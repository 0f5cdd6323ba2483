//! Photo payloads and model-ready images.

use anyhow::{ensure, Result};
use image::GrayImage;

/// Edge length of a normalized image.
pub const NORMALIZED_SIZE: u32 = 128;

const PIXEL_COUNT: usize = (NORMALIZED_SIZE * NORMALIZED_SIZE) as usize;

/// Encoded photo bytes as received from the caller.
#[derive(Debug, Clone, PartialEq, Eq)]
pub struct RawImage {
    bytes: Vec<u8>,
}

impl RawImage {
    /// Wraps encoded image bytes.
    #[must_use]
    pub const fn new(bytes: Vec<u8>) -> Self {
        Self { bytes }
    }

    /// Returns the encoded bytes.
    #[must_use]
    pub fn as_bytes(&self) -> &[u8] {
        &self.bytes
    }

    /// Returns the payload size in bytes.
    #[must_use]
    pub fn len(&self) -> usize {
        self.bytes.len()
    }

    /// Returns true if the payload is empty.
    #[must_use]
    pub fn is_empty(&self) -> bool {
        self.bytes.is_empty()
    }
}

impl From<Vec<u8>> for RawImage {
    fn from(bytes: Vec<u8>) -> Self {
        Self::new(bytes)
    }
}

/// A 128x128 single-channel silhouette with intensities in `[0, 1]`.
///
/// Row-major, the subject bright on a dark background.
#[derive(Debug, Clone, PartialEq)]
pub struct NormalizedImage {
    data: Vec<f32>,
}

impl NormalizedImage {
    /// Converts a grayscale image of the normalized size.
    ///
    /// # Errors
    ///
    /// Returns an error if the image is not 128x128.
    pub fn from_luma(image: &GrayImage) -> Result<Self> {
        ensure!(
            image.dimensions() == (NORMALIZED_SIZE, NORMALIZED_SIZE),
            "expected {NORMALIZED_SIZE}x{NORMALIZED_SIZE} image, got {}x{}",
            image.width(),
            image.height()
        );
        let data = image.pixels().map(|p| f32::from(p[0]) / 255.0).collect();
        Ok(Self { data })
    }

    /// Wraps raw row-major intensities.
    ///
    /// # Errors
    ///
    /// Returns an error on a wrong length or a value outside `[0, 1]`.
    pub fn from_values(data: Vec<f32>) -> Result<Self> {
        ensure!(
            data.len() == PIXEL_COUNT,
            "expected {PIXEL_COUNT} values, got {}",
            data.len()
        );
        ensure!(
            data.iter().all(|v| (0.0..=1.0).contains(v)),
            "values must be within 0.0-1.0"
        );
        Ok(Self { data })
    }

    /// Returns the intensities in row-major order.
    #[must_use]
    pub fn as_slice(&self) -> &[f32] {
        &self.data
    }

    /// Returns `(width, height)`.
    #[must_use]
    pub const fn dimensions(&self) -> (u32, u32) {
        (NORMALIZED_SIZE, NORMALIZED_SIZE)
    }

    /// Returns the intensity at `(x, y)`, if in bounds.
    #[must_use]
    pub fn get(&self, x: u32, y: u32) -> Option<f32> {
        if x >= NORMALIZED_SIZE || y >= NORMALIZED_SIZE {
            return None;
        }
        self.data
            .get((y * NORMALIZED_SIZE + x) as usize)
            .copied()
    }

    /// Mean intensity, the fraction of the frame covered by the subject.
    #[allow(clippy::cast_precision_loss)]
    #[must_use]
    pub fn mean(&self) -> f32 {
        self.data.iter().sum::<f32>() / self.data.len() as f32
    }
}
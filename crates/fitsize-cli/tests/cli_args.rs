//! CLI argument validation tests.
//!
//! Tests command-line parsing, request validation, exit codes and the JSON
//! envelope. No model weights are installed, so `estimate` can only succeed
//! as far as validation.

#![allow(clippy::unwrap_used)]
#![allow(deprecated)] // cargo_bin deprecation

use std::path::{Path, PathBuf};

use assert_cmd::Command;
use fitsize_test_support::SyntheticImageBuilder;
use predicates::prelude::*;
use serde_json::Value;
use tempfile::TempDir;

/// Command isolated from the user's config and data directories.
fn fitsize(home: &TempDir) -> Command {
    let mut cmd = Command::cargo_bin("fitsize").unwrap();
    cmd.current_dir(home.path())
        .env("XDG_CONFIG_HOME", home.path().join("config"))
        .env("XDG_DATA_HOME", home.path().join("data"));
    cmd
}

/// Writes synthetic front and side photos.
fn photos(dir: &Path) -> (PathBuf, PathBuf) {
    let front = dir.join("front.png");
    let side = dir.join("side.jpg");
    std::fs::write(&front, SyntheticImageBuilder::silhouette_png(120, 240).as_bytes()).unwrap();
    std::fs::write(&side, SyntheticImageBuilder::silhouette_jpeg(90, 240).as_bytes()).unwrap();
    (front, side)
}

fn stdout_json(output: &std::process::Output) -> Value {
    serde_json::from_slice(&output.stdout).unwrap()
}

// === Parsing ===

#[test]
fn test_missing_subcommand_shows_usage() {
    let home = tempfile::tempdir().unwrap();
    fitsize(&home)
        .assert()
        .failure()
        .stderr(predicate::str::contains("Usage"));
}

#[test]
fn test_help_lists_commands() {
    let home = tempfile::tempdir().unwrap();
    fitsize(&home).arg("--help").assert().success().stdout(
        predicate::str::contains("estimate")
            .and(predicate::str::contains("classify"))
            .and(predicate::str::contains("charts"))
            .and(predicate::str::contains("models")),
    );
}

// === Estimate validation ===

#[test]
fn test_invalid_gender_is_exit_1() {
    let home = tempfile::tempdir().unwrap();
    let (front, side) = photos(home.path());

    let output = fitsize(&home)
        .arg("estimate")
        .arg(&front)
        .arg(&side)
        .args(["--gender", "2", "--height", "175", "--weight", "70"])
        .output()
        .unwrap();

    assert_eq!(output.status.code(), Some(1));
    let json = stdout_json(&output);
    assert!(json["error"].as_str().unwrap().contains("gender"));
    assert!(json.get("results").is_none());
}

#[test]
fn test_height_out_of_range_is_exit_1() {
    let home = tempfile::tempdir().unwrap();
    let (front, side) = photos(home.path());

    let output = fitsize(&home)
        .arg("estimate")
        .arg(&front)
        .arg(&side)
        .args(["--gender", "0", "--height", "260", "--weight", "70"])
        .output()
        .unwrap();

    assert_eq!(output.status.code(), Some(1));
    assert!(stdout_json(&output)["error"]
        .as_str()
        .unwrap()
        .contains("height_cm"));
}

#[test]
fn test_unknown_apparel_is_exit_1() {
    let home = tempfile::tempdir().unwrap();
    let (front, side) = photos(home.path());

    fitsize(&home)
        .arg("estimate")
        .arg(&front)
        .arg(&side)
        .args(["--gender", "0", "--height", "175", "--weight", "70"])
        .args(["--apparel", "socks"])
        .assert()
        .code(1)
        .stdout(predicate::str::contains("apparel_type"));
}

#[test]
fn test_input_json_is_validated() {
    let home = tempfile::tempdir().unwrap();
    let (front, side) = photos(home.path());

    fitsize(&home)
        .arg("estimate")
        .arg(&front)
        .arg(&side)
        .args(["--input", r#"{"gender": 0, "height_cm": 175, "weight_kg": 12}"#])
        .assert()
        .code(1)
        .stdout(predicate::str::contains("weight_kg"));
}

#[test]
fn test_missing_metadata_is_exit_1() {
    let home = tempfile::tempdir().unwrap();
    let (front, side) = photos(home.path());

    fitsize(&home)
        .arg("estimate")
        .arg(&front)
        .arg(&side)
        .args(["--gender", "0"])
        .assert()
        .code(1)
        .stdout(predicate::str::contains("is required"));
}

#[test]
fn test_unsupported_file_type_is_exit_1() {
    let home = tempfile::tempdir().unwrap();
    let (front, _) = photos(home.path());

    fitsize(&home)
        .arg("estimate")
        .arg(&front)
        .arg(home.path().join("side.gif"))
        .args(["--gender", "1", "--height", "160", "--weight", "55"])
        .assert()
        .code(1)
        .stdout(predicate::str::contains("side_image"));
}

#[test]
fn test_missing_models_is_exit_2() {
    let home = tempfile::tempdir().unwrap();
    let (front, side) = photos(home.path());

    let output = fitsize(&home)
        .arg("estimate")
        .arg(&front)
        .arg(&side)
        .args(["--gender", "0", "--height", "175", "--weight", "70"])
        .output()
        .unwrap();

    assert_eq!(output.status.code(), Some(2));
    assert!(stdout_json(&output)["error"]
        .as_str()
        .unwrap()
        .contains("models fetch"));
}

#[test]
fn test_missing_photo_is_exit_2() {
    let home = tempfile::tempdir().unwrap();

    fitsize(&home)
        .arg("estimate")
        .arg(home.path().join("front.png"))
        .arg(home.path().join("side.png"))
        .args(["--gender", "0", "--height", "175", "--weight", "70"])
        .assert()
        .code(2)
        .stdout(predicate::str::contains("front image"));
}

// === Charts ===

#[test]
fn test_charts_prints_both_genders() {
    let home = tempfile::tempdir().unwrap();
    let output = fitsize(&home).arg("charts").output().unwrap();

    assert!(output.status.success());
    let json = stdout_json(&output);
    let charts = json.as_array().unwrap();
    assert_eq!(charts.len(), 2);
    assert_eq!(charts[0]["gender"], "male");
    assert_eq!(charts[1]["tshirt"][0]["label"], "S");
    assert_eq!(charts[1]["pants"][0]["size"], 26);
}

#[test]
fn test_charts_unknown_gender_is_exit_1() {
    let home = tempfile::tempdir().unwrap();
    fitsize(&home)
        .args(["charts", "--gender", "3"])
        .assert()
        .code(1)
        .stderr(predicate::str::contains("gender"));
}

// === Models ===

#[test]
fn test_models_path_respects_flag() {
    let home = tempfile::tempdir().unwrap();
    let dir = home.path().join("weights");

    fitsize(&home)
        .args(["models", "path", "--models-dir"])
        .arg(&dir)
        .assert()
        .success()
        .stdout(predicate::str::contains("weights"));
}

#[test]
fn test_models_list_shows_missing() {
    let home = tempfile::tempdir().unwrap();

    fitsize(&home)
        .args(["models", "list"])
        .assert()
        .success()
        .stdout(
            predicate::str::contains("segmentation.safetensors")
                .and(predicate::str::contains("0/2 models installed")),
        );
}

#[test]
fn test_models_fetch_requires_url() {
    let home = tempfile::tempdir().unwrap();

    fitsize(&home)
        .args(["models", "fetch"])
        .assert()
        .code(2)
        .stderr(predicate::str::contains("No download URL"));
}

■ Task prompt:
Go through the records above and copy each line where "status" is found.

■ Task result:
    assert_eq!(output.status.code(), Some(1));
    assert_eq!(output.status.code(), Some(1));
    assert_eq!(output.status.code(), Some(2));
    assert!(output.status.success());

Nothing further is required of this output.